Friday morning we took the short flight from Calgary to Regina. We met our hosts for the day, Premier Brad Wall and his lovely wife Tami. Julie and Tami toured Regina while the Premier and I had a great discussion of our political experiences, the challenges and opportunities facing Saskatchewan and western Canada, and the close state of the relationship between his province and the United States – particularly the neighboring states of Montana and North Dakota. I also got a detailed briefing on Saturday’s big game between the Roughriders and the Stampeders. (Premier Wall has a weekly sports radio show where he makes his picks in the CFL and the NFL.) Among other things, I learned that Saskatchewan is responsible for about 1/3 of the world’s mustard production. So the next time I have a hot dog at Wrigley Field in Chicago I’ll be thinking of Saskatchewan!!
We also had a chance to visit with Don Toth, the Speaker of the Legislative Assembly of Saskatchewan, June Draude, the Provincial Secretary, and a variety of civic, business and educational leaders in the Province.

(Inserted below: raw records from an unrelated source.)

impl OpenAiCompatProvider {
    /// Create a new OpenAI-compatible provider.
    pub fn new(
        name: impl Into<String>,
        base_url: impl Into<String>,
        api_key: impl Into<String>,
    ) -> Self {
        let client = reqwest::Client::builder()
            .timeout(std::time::Duration::from_secs(300))
            .build()
            .unwrap_or_else(|_| reqwest::Client::new());

        Self {
            name: name.into(),
            base_url: base_url.into().trim_end_matches('/').to_string(),
            api_key: api_key.into(),
            client,
        }
    }

    /// Create an OpenAI provider (convenience constructor).
    pub fn openai(api_key: impl Into<String>) -> Self {
        Self::new("openai", "https://api.openai.com/v1", api_key)
    }

    /// Create an OpenRouter provider (convenience constructor).
    pub fn openrouter(api_key: impl Into<String>) -> Self {
        Self::new("openrouter", "https://openrouter.ai/api/v1", api_key)
    }

    /// Create an Ollama provider (convenience constructor).
    pub fn ollama(base_url: Option<&str>) -> Self {
        Self::new(
            "ollama",
            base_url.unwrap_or("http://localhost:11434/v1"),
            "ollama", // Ollama doesn't need a real key
        )
    }

    /// Convert our Message types to OpenAI API format.
    fn to_api_messages(messages: &[Message]) -> Vec<ApiMessage> {
        messages
            .iter()
            .map(|m| {
                let tool_calls = (!m.tool_calls.is_empty()).then(|| {
                    m.tool_calls
                        .iter()
                        .map(|tc| ApiToolCall {
                            id: tc.id.clone(),
                            r#type: "function".into(),
                            function: ApiFunction {
                                name: tc.name.clone(),
                                arguments: tc.arguments.to_string(),
                            },
                        })
                        .collect()
                });
                let content = if m.content.is_empty() && tool_calls.is_some() {
                    None
                } else {
                    Some(m.content.clone())
                };
                ApiMessage {
                    role: m.role.to_string(),
                    content,
                    tool_calls,
                    tool_call_id: m.tool_call_id.clone(),
                }
            })
            .collect()
    }

    /// Convert tool specifications to OpenAI API format.
    fn to_api_tools(tools: &[ToolSpecification]) -> Vec<ApiToolDefinition> {
        tools
            .iter()
            .map(|t| ApiToolDefinition {
                r#type: "function".into(),
                function: ApiToolFunction {
                    name: t.name.clone(),
                    description: t.description.clone(),
                    parameters: t.json_schema(),
                },
            })
            .collect()
    }

    /// Build the JSON body shared by streaming and non-streaming calls.
    fn build_body(request: &ProviderRequest, stream: bool) -> serde_json::Value {
        let mut body = serde_json::json!({
            "model": request.model,
            "messages": Self::to_api_messages(&request.messages),
            "temperature": request.temperature,
            "stream": stream,
        });

        if stream {
            body["stream_options"] = serde_json::json!({ "include_usage": true });
        }

        if let Some(max_tokens) = request.max_tokens {
            body["max_tokens"] = serde_json::json!(max_tokens);
        }

        if !request.tools.is_empty() {
            body["tools"] = serde_json::json!(Self::to_api_tools(&request.tools));
            body["tool_choice"] = match request.tool_choice {
                ToolChoice::Auto => serde_json::json!("auto"),
                ToolChoice::Required => serde_json::json!("required"),
            };
            body["parallel_tool_calls"] = serde_json::json!(request.parallel_tool_calls);
        }

        if request.response_format == ResponseFormat::JsonObject {
            body["response_format"] = serde_json::json!({ "type": "json_object" });
        }

        body
    }

    /// Map a non-200 status to the error taxonomy.
    fn status_error(status: u16, body: String) -> ProviderError {
        match status {
            400 | 413 | 422 => ProviderError::BadRequest(body),
            401 | 403 => ProviderError::AuthenticationFailed(
                "Invalid API key or insufficient permissions".into(),
            ),
            404 => ProviderError::ModelNotFound(body),
            408 | 504 => ProviderError::Timeout(body),
            429 => ProviderError::RateLimited {
                retry_after_secs: 5,
            },
            _ => ProviderError::ApiError {
                status_code: status,
                message: body,
            },
        }
    }

    async fn post(&self, body: &serde_json::Value, sse: bool) -> Result<reqwest::Response, ProviderError> {
        let url = format!("{}/chat/completions", self.base_url);
        let mut builder = self
            .client
            .post(&url)
            .header("Authorization", format!("Bearer {}", self.api_key))
            .header("Content-Type", "application/json");
        if sse {
            builder = builder.header("Accept", "text/event-stream");
        }

        let response = builder.json(body).send().await.map_err(|e| {
            if e.is_timeout() {
                ProviderError::Timeout(e.to_string())
            } else {
                ProviderError::Network(e.to_string())
            }
        })?;

        let status = response.status().as_u16();
        if status != 200 {
            let error_body = response.text().await.unwrap_or_default();
            warn!(provider = %self.name, status, body = %error_body, "Provider returned error");
            return Err(Self::status_error(status, error_body));
        }
        Ok(response)
    }
}

/// Parse a JSON arguments string; a model that emits broken JSON still gets
/// its call through, and the registry reports the bad arguments.
fn parse_arguments(raw: &str) -> serde_json::Value {
    if raw.trim().is_empty() {
        return serde_json::json!({});
    }
    serde_json::from_str(raw).unwrap_or_else(|_| serde_json::Value::String(raw.to_string()))
}

impl From<ApiUsage> for Usage {
    fn from(u: ApiUsage) -> Self {
        Usage {
            prompt_tokens: u.prompt_tokens,
            completion_tokens: u.completion_tokens,
            total_tokens: u.total_tokens,
            cached_tokens: u
                .prompt_tokens_details
                .and_then(|d| d.cached_tokens)
                .filter(|c| *c > 0),
        }
    }
}

#[async_trait]
impl sleuth_core::Provider for OpenAiCompatProvider {
    fn name(&self) -> &str {
        &self.name
    }

    async fn complete(
        &self,
        request: ProviderRequest,
    ) -> std::result::Result<ProviderResponse, ProviderError> {
        let body = Self::build_body(&request, false);
        debug!(provider = %self.name, model = %request.model, "Sending completion request");

        let response = self.post(&body, false).await?;

        let api_response: ApiResponse =
            response.json().await.map_err(|e| ProviderError::ApiError {
                status_code: 200,
                message: format!("Failed to parse response: {e}"),
            })?;

        let choice =
            api_response
                .choices
                .into_iter()
                .next()
                .ok_or_else(|| ProviderError::ApiError {
                    status_code: 200,
                    message: "No choices in response".into(),
                })?;

        let tool_calls: Vec<ToolCallRequest> = choice
            .message
            .tool_calls
            .unwrap_or_default()
            .into_iter()
            .map(|tc| ToolCallRequest {
                id: tc.id,
                name: tc.function.name,
                arguments: parse_arguments(&tc.function.arguments),
            })
            .collect();

        let message =
            Message::assistant_with_calls(choice.message.content.unwrap_or_default(), tool_calls);

        Ok(ProviderResponse {
            message,
            usage: api_response.usage.map(Usage::from),
            model: api_response.model,
        })
    }

    async fn list_models(&self) -> std::result::Result<Vec<String>, ProviderError> {
        let url = format!("{}/models", self.base_url);
        let response = self
            .client
            .get(&url)
            .header("Authorization", format!("Bearer {}", self.api_key))
            .send()
            .await
            .map_err(|e| ProviderError::Network(e.to_string()))?;

        if !response.status().is_success() {
            return Ok(Vec::new());
        }

        let body: serde_json::Value = response
            .json()
            .await
            .map_err(|e| ProviderError::Network(e.to_string()))?;

        let models = body["data"]
            .as_array()
            .map(|arr| {
                arr.iter()
                    .filter_map(|m| m["id"].as_str().map(String::from))
                    .collect()
            })
            .unwrap_or_default();

        Ok(models)
    }

    async fn health_check(&self) -> std::result::Result<bool, ProviderError> {
        let url = format!("{}/models", self.base_url);
        let response = self
            .client
            .get(&url)
            .header("Authorization", format!("Bearer {}", self.api_key))
            .send()
            .await
            .map_err(|e| ProviderError::Network(e.to_string()))?;

        Ok(response.status().is_success())
    }

    async fn stream(
        &self,
        request: ProviderRequest,
    ) -> std::result::Result<
        tokio::sync::mpsc::Receiver<std::result::Result<StreamChunk, ProviderError>>,
        ProviderError,
    > {
        let body = Self::build_body(&request, true);
        debug!(provider = %self.name, model = %request.model, "Sending streaming request");

        let response = self.post(&body, true).await?;

        let (tx, rx) = tokio::sync::mpsc::channel(64);
        let provider_name = self.name.clone();

        // Read the SSE byte stream and forward parsed chunks
        tokio::spawn(async move {
            let mut byte_stream = response.bytes_stream();
            let mut state = SseState::default();

            while let Some(chunk_result) = byte_stream.next().await {
                let bytes = match chunk_result {
                    Ok(b) => b,
                    Err(e) => {
                        let _ = tx
                            .send(Err(ProviderError::StreamInterrupted(e.to_string())))
                            .await;
                        return;
                    }
                };

                for chunk in state.feed(&String::from_utf8_lossy(&bytes), &provider_name) {
                    let done = chunk.done;
                    if tx.send(Ok(chunk)).await.is_err() {
                        return; // receiver dropped
                    }
                    if done {
                        return;
                    }
                }
            }

            // Stream ended without [DONE]
            let _ = tx.send(Ok(state.finish(None))).await;
        });

        Ok(rx)
    }
}
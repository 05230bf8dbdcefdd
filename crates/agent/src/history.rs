//! Action history: the loop's working memory.

use sleuth_core::tool::ToolCallRequest;
use sleuth_core::CancelFlag;

use crate::summarize::PendingSummary;
use crate::token::estimate_tokens;

/// One executed step.
///
/// `result` is set exactly once. `learnings` is set at most once, and only
/// after `result`.
#[derive(Debug)]
pub struct ToolCall {
    pub request: ToolCallRequest,
    /// Decision turn that produced this step (1-based)
    pub turn: usize,
    result: Option<String>,
    learnings: Option<String>,
    pending: Option<PendingSummary>,
}

impl ToolCall {
    pub fn new(request: ToolCallRequest, turn: usize) -> Self {
        Self {
            request,
            turn,
            result: None,
            learnings: None,
            pending: None,
        }
    }

    pub fn result(&self) -> Option<&str> {
        self.result.as_deref()
    }

    pub fn learnings(&self) -> Option<&str> {
        self.learnings.as_deref()
    }

    /// Returns `false` (and changes nothing) if a result is already set.
    pub fn set_result(&mut self, result: impl Into<String>) -> bool {
        if self.result.is_some() {
            return false;
        }
        self.result = Some(result.into());
        true
    }

    /// Returns `false` if there is no result yet or learnings are already set.
    pub fn set_learnings(&mut self, learnings: impl Into<String>) -> bool {
        if self.result.is_none() || self.learnings.is_some() {
            return false;
        }
        self.learnings = Some(learnings.into());
        true
    }

    pub fn attach_summary(&mut self, pending: PendingSummary) {
        self.pending = Some(pending);
    }

    pub fn has_pending_summary(&self) -> bool {
        self.pending.is_some()
    }

    /// Wait for this step's summary, if any, and store it as learnings.
    pub async fn settle_summary(&mut self, cancel: &CancelFlag) {
        let Some(pending) = self.pending.take() else {
            return;
        };
        let raw = self.result.clone().unwrap_or_default();
        let learned = pending.settle_or_fallback(&raw, cancel).await;
        self.set_learnings(learned);
    }

    /// The step's parameters as attributes, e.g. `patterns=[".*Foo.*"]`.
    pub fn param_info(&self) -> String {
        param_info(&self.request)
    }

    /// Render as a `<step>` element.
    pub fn format(&self, sequence: usize) -> String {
        let body = match (&self.learnings, &self.result) {
            (Some(learnings), _) => format!("<learnings>\n{learnings}\n</learnings>"),
            (None, Some(result)) => format!("<result>\n{result}\n</result>"),
            (None, None) => "<result>\n</result>".to_string(),
        };
        let params = self.param_info();
        let attrs = if params.is_empty() {
            String::new()
        } else {
            format!(" {params}")
        };
        format!(
            "<step sequence=\"{sequence}\" tool=\"{}\"{attrs}>\n{body}\n</step>\n",
            self.request.name
        )
    }
}

/// Parameters of `call` other than `reasoning`, as `name=json` pairs.
pub fn param_info(call: &ToolCallRequest) -> String {
    let Some(args) = call.arguments.as_object() else {
        return String::new();
    };
    args.iter()
        .filter(|(k, v)| *k != "reasoning" && !v.is_null())
        .map(|(k, v)| format!("{k}={v}"))
        .collect::<Vec<_>>()
        .join(" ")
}

/// Append-only sequence of executed steps.
#[derive(Debug, Default)]
pub struct ActionHistory {
    steps: Vec<ToolCall>,
}

impl ActionHistory {
    pub fn new() -> Self {
        Self::default()
    }

    pub fn len(&self) -> usize {
        self.steps.len()
    }

    pub fn is_empty(&self) -> bool {
        self.steps.is_empty()
    }

    pub fn steps(&self) -> &[ToolCall] {
        &self.steps
    }

    pub fn extend(&mut self, steps: impl IntoIterator<Item = ToolCall>) {
        self.steps.extend(steps);
    }

    pub fn latest_turn(&self) -> usize {
        self.steps.last().map_or(0, |s| s.turn)
    }

    pub fn has_called(&self, tool: &str) -> bool {
        self.steps.iter().any(|s| s.request.name == tool)
    }

    /// Join summaries of every turn before the most recent one.
    ///
    /// The most recent turn's summaries keep running while the next
    /// decision is made.
    pub async fn settle_earlier_summaries(&mut self, cancel: &CancelFlag) {
        let latest = self.latest_turn();
        for step in self
            .steps
            .iter_mut()
            .filter(|s| s.turn < latest && s.has_pending_summary())
        {
            step.settle_summary(cancel).await;
        }
    }

    /// The `<action-history>` block, or nothing when empty.
    pub fn render(&self) -> String {
        if self.steps.is_empty() {
            return String::new();
        }
        let mut out = String::from("<action-history>\n");
        for (i, step) in self.steps.iter().enumerate() {
            out.push_str(&step.format(i + 1));
        }
        out.push_str("</action-history>\n");
        out
    }

    /// Approximate size of the rendered history.
    pub fn approx_tokens(&self) -> usize {
        estimate_tokens(&self.render())
    }
}

#[cfg(test)]
mod tests {
    use super::*;
    use serde_json::{json, Value};

    fn step(name: &str, args: Value, turn: usize) -> ToolCall {
        ToolCall::new(ToolCallRequest::new(name, args), turn)
    }

    #[test]
    fn result_is_set_once() {
        let mut s = step("getUsages", json!({"symbols": ["a.B"]}), 1);
        assert!(s.set_result("first"));
        assert!(!s.set_result("second"));
        assert_eq!(s.result(), Some("first"));
    }

    #[test]
    fn learnings_require_result_and_are_set_once() {
        let mut s = step("getUsages", json!({}), 1);
        assert!(!s.set_learnings("too early"));
        s.set_result("raw");
        assert!(s.set_learnings("short"));
        assert!(!s.set_learnings("again"));
        assert_eq!(s.learnings(), Some("short"));
    }

    #[test]
    fn params_skip_reasoning() {
        let s = step(
            "searchSymbols",
            json!({"patterns": [".*Foo.*"], "reasoning": "why"}),
            1,
        );
        assert_eq!(s.param_info(), r#"patterns=[".*Foo.*"]"#);
    }

    #[test]
    fn step_format_prefers_learnings() {
        let mut s = step("getClassSources", json!({"classNames": ["a.Foo"]}), 1);
        s.set_result("class Foo {}");
        assert_eq!(
            s.format(3),
            "<step sequence=\"3\" tool=\"getClassSources\" classNames=[\"a.Foo\"]>\n<result>\nclass Foo {}\n</result>\n</step>\n"
        );
        s.set_learnings("Foo is empty");
        assert!(s.format(3).contains("<learnings>\nFoo is empty\n</learnings>"));
        assert!(!s.format(3).contains("<result>"));
    }

    #[test]
    fn history_render_and_size() {
        let mut history = ActionHistory::new();
        assert_eq!(history.render(), "");
        assert_eq!(history.approx_tokens(), 0);

        let mut s = step("searchSymbols", json!({"patterns": ["Foo"]}), 1);
        s.set_result("a.Foo");
        history.extend([s]);
        let rendered = history.render();
        assert!(rendered.starts_with("<action-history>\n<step sequence=\"1\""));
        assert!(rendered.ends_with("</action-history>\n"));
        assert!(history.approx_tokens() > 0);
        assert!(history.has_called("searchSymbols"));
        assert_eq!(history.latest_turn(), 1);
    }

    #[tokio::test]
    async fn only_earlier_turns_are_joined() {
        let mut history = ActionHistory::new();
        let mut first = step("getUsages", json!({"symbols": ["a"]}), 1);
        first.set_result("raw one");
        first.attach_summary(PendingSummary::spawn(async { Some("learned one".to_string()) }));
        let mut second = step("getUsages", json!({"symbols": ["b"]}), 2);
        second.set_result("raw two");
        second.attach_summary(PendingSummary::spawn(async { Some("learned two".to_string()) }));
        history.extend([first, second]);

        history.settle_earlier_summaries(&CancelFlag::new()).await;
        assert_eq!(history.steps()[0].learnings(), Some("learned one"));
        assert_eq!(history.steps()[1].learnings(), None);
        assert!(history.steps()[1].has_pending_summary());
    }
}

The Premier and I then flew to the world’s largest carbon capture and storage (CCS) facility located in Weyburn, Saskatchewan. This is a great story and could be part of the solution to address carbon dioxide (CO2) emissions in Canada, the United States and around the world. I learned that CO2 from the Great Plains coal gasification plant in Beulah, North Dakota is compressed and shipped via pipeline to a mature oil field in Weyburn where it is used for enhanced oil recovery.
The CO2 is pumped in to the existing well structure at very high pressures where it mixes with the oil trapped in the rock and allows the oil to escape. As the oil is brought back to the surface, the CO2 is separated and recycled back into the wells for the next loop to extract more oil. Not only does this enhanced oil recovery process allow Weyburn to continue producing 28,000 barrels per day from wells that would otherwise have been abandoned, it will store over 30 million tons of CO2 during the life of the project (through 2035). That reduction in greenhouse gas emissions is equivalent to getting 6.7 million cars off the road for a year. While this project does seem to be a great success, there is still much work and study that needs to be done before it can be used commercially in other contexts such as to capture the CO2 at coal fired power plants. I was pleased to see the level of cooperation between the coal gasification plant in my country and the CCS facility in Canada.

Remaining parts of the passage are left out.